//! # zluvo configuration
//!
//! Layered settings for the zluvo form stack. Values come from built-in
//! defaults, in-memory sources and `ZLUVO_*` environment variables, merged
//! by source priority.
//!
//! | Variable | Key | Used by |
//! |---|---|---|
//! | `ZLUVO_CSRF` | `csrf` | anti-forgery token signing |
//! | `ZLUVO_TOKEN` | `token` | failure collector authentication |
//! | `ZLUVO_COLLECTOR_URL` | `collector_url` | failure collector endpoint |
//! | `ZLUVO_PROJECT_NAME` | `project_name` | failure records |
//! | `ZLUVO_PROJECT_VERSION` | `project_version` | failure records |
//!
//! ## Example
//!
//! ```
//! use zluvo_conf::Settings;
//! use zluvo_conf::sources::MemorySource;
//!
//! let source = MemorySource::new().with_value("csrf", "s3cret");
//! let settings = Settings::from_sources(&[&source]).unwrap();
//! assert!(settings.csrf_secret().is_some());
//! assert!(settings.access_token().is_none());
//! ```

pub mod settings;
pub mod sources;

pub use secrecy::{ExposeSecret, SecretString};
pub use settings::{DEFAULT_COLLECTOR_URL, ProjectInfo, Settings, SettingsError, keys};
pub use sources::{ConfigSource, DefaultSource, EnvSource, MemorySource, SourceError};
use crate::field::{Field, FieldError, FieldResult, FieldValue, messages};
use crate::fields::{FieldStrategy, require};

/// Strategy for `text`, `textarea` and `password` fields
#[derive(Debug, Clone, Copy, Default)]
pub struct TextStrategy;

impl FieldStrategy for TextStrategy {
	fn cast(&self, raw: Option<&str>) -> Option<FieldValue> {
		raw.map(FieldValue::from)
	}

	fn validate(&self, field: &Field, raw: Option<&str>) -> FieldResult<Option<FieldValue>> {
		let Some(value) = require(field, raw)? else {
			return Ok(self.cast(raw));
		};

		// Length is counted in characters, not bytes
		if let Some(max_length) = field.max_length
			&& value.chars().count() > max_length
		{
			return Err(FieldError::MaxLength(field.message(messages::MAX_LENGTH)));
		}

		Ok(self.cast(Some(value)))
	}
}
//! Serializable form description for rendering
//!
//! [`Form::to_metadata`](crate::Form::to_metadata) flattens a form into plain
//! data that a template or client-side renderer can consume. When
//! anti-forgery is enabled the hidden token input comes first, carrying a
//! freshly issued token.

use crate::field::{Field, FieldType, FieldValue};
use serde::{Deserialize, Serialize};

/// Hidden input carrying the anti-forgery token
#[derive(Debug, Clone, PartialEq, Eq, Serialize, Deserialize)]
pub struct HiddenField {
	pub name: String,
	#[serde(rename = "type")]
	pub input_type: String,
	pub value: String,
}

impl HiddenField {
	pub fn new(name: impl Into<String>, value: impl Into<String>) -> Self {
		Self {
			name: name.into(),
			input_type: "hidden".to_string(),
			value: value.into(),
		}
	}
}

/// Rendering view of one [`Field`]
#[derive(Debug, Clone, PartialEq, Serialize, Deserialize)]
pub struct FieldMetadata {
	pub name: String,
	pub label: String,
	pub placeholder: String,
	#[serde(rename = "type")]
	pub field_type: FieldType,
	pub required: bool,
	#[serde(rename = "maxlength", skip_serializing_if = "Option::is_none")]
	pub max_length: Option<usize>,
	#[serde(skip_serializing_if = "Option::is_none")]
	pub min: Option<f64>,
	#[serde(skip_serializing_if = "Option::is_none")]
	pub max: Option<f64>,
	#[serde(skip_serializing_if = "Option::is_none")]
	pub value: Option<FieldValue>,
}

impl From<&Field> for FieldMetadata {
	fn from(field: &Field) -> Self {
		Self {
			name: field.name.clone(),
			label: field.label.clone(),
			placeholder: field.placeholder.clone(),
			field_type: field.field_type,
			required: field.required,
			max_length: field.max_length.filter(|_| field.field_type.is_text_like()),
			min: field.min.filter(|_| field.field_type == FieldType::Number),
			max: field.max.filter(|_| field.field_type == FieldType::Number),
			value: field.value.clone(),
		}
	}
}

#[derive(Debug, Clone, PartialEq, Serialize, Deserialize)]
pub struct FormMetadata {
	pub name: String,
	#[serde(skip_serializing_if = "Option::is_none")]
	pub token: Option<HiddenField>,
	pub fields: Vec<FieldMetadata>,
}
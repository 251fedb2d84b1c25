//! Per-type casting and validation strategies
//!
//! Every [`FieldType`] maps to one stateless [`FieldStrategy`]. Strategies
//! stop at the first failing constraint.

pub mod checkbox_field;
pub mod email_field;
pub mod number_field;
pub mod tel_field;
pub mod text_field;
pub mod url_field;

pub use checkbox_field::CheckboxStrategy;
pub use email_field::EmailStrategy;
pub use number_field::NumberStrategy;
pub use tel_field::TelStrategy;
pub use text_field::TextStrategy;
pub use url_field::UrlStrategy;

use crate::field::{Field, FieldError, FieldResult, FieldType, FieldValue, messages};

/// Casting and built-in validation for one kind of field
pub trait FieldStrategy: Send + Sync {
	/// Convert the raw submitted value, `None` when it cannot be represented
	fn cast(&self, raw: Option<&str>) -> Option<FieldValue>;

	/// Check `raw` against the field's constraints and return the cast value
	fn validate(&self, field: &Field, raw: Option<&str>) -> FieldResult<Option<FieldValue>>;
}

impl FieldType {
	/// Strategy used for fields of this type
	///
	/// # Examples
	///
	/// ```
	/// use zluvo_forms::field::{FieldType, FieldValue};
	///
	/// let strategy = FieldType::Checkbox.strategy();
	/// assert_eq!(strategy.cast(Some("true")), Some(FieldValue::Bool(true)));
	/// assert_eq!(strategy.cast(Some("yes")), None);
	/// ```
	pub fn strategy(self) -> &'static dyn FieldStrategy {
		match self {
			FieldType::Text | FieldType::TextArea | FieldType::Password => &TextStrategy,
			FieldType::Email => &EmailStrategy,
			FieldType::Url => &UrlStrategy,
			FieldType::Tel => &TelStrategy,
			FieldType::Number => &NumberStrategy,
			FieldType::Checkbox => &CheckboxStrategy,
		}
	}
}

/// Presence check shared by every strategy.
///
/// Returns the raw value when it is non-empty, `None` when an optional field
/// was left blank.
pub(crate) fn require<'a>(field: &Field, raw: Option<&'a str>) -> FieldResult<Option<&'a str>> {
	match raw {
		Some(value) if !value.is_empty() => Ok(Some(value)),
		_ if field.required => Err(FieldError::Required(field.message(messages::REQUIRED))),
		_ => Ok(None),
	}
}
━━━━━━━━━━━━━━━━━━━━
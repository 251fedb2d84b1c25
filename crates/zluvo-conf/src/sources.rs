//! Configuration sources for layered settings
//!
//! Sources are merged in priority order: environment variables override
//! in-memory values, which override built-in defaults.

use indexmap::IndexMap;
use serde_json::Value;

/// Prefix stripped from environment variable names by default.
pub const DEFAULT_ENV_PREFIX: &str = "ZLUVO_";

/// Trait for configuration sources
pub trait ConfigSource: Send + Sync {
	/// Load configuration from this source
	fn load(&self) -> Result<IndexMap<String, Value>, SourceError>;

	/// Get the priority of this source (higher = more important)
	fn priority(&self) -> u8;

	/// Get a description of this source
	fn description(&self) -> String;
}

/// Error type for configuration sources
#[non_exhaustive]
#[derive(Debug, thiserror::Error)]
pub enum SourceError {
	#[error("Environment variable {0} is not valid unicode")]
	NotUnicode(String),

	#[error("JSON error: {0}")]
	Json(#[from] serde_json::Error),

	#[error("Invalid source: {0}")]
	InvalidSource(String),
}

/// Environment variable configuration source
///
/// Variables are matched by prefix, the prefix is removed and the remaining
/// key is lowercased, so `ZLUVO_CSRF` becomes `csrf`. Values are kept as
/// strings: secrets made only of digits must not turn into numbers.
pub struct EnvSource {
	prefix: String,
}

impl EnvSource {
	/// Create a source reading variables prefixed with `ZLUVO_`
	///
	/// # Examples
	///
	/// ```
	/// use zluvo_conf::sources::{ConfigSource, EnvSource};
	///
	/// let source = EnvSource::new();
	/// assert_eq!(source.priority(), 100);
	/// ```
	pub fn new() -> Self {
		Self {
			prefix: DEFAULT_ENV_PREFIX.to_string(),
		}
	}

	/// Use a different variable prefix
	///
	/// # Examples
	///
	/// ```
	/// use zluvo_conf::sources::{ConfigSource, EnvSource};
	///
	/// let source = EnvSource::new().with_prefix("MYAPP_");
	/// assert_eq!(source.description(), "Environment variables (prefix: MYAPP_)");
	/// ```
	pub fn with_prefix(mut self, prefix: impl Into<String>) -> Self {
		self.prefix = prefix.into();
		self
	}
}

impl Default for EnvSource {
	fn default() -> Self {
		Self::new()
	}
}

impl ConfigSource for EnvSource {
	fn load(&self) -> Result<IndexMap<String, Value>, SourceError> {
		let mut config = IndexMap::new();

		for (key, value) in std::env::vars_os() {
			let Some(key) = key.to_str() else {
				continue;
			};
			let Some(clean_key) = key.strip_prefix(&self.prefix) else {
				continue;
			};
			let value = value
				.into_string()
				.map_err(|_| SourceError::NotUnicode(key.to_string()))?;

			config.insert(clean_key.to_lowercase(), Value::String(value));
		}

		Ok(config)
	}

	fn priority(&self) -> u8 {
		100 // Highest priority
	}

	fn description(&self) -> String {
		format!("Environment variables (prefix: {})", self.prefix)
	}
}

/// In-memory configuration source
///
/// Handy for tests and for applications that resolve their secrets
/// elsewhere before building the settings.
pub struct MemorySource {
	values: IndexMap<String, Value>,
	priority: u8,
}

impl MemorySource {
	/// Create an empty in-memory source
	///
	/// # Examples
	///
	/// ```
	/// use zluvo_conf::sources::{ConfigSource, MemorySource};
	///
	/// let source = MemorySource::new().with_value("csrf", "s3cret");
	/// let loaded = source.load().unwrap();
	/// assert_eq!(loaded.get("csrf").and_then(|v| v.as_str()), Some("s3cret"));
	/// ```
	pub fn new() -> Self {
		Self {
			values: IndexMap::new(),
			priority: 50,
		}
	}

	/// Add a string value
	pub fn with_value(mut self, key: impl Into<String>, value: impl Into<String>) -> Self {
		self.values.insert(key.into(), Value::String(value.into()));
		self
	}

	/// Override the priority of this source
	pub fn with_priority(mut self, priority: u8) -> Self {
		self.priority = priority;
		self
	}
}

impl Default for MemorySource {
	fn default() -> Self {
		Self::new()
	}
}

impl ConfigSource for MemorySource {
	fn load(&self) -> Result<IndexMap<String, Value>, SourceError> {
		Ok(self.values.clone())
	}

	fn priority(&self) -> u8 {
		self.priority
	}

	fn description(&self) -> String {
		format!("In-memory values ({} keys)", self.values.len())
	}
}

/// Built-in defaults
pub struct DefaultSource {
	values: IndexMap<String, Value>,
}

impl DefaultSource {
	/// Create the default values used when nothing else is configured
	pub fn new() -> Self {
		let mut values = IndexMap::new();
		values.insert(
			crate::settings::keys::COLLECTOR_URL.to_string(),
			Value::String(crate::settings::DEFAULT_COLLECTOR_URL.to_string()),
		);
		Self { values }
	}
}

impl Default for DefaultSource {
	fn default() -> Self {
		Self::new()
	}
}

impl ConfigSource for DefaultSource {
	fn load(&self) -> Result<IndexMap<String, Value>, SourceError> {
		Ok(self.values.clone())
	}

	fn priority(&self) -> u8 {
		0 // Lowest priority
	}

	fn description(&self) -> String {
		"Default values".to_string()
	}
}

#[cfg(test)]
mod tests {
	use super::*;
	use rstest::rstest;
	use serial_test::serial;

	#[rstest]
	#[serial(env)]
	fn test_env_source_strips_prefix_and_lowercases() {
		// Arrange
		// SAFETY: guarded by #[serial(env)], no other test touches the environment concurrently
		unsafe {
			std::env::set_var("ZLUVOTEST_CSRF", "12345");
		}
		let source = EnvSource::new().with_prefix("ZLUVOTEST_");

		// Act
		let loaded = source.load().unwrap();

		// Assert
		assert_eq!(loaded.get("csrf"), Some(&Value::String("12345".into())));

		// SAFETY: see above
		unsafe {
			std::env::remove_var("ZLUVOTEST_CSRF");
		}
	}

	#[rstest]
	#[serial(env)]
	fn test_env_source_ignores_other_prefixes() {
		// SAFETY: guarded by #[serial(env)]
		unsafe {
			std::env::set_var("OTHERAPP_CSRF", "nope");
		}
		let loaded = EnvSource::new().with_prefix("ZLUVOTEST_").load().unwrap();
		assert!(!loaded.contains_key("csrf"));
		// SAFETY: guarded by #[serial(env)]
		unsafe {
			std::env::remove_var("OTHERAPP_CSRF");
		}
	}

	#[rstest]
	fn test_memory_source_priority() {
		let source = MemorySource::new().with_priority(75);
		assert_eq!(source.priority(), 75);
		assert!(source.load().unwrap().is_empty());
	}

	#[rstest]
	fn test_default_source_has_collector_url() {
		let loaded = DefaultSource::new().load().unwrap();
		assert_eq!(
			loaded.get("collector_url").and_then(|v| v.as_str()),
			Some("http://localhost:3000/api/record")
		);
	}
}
━━━━━━━━━━━━━━━━━━━━
* **Your goal**:
If a line of the data above holds the string "FieldResult", count it, then state only the total.

* **Result of this task**:
5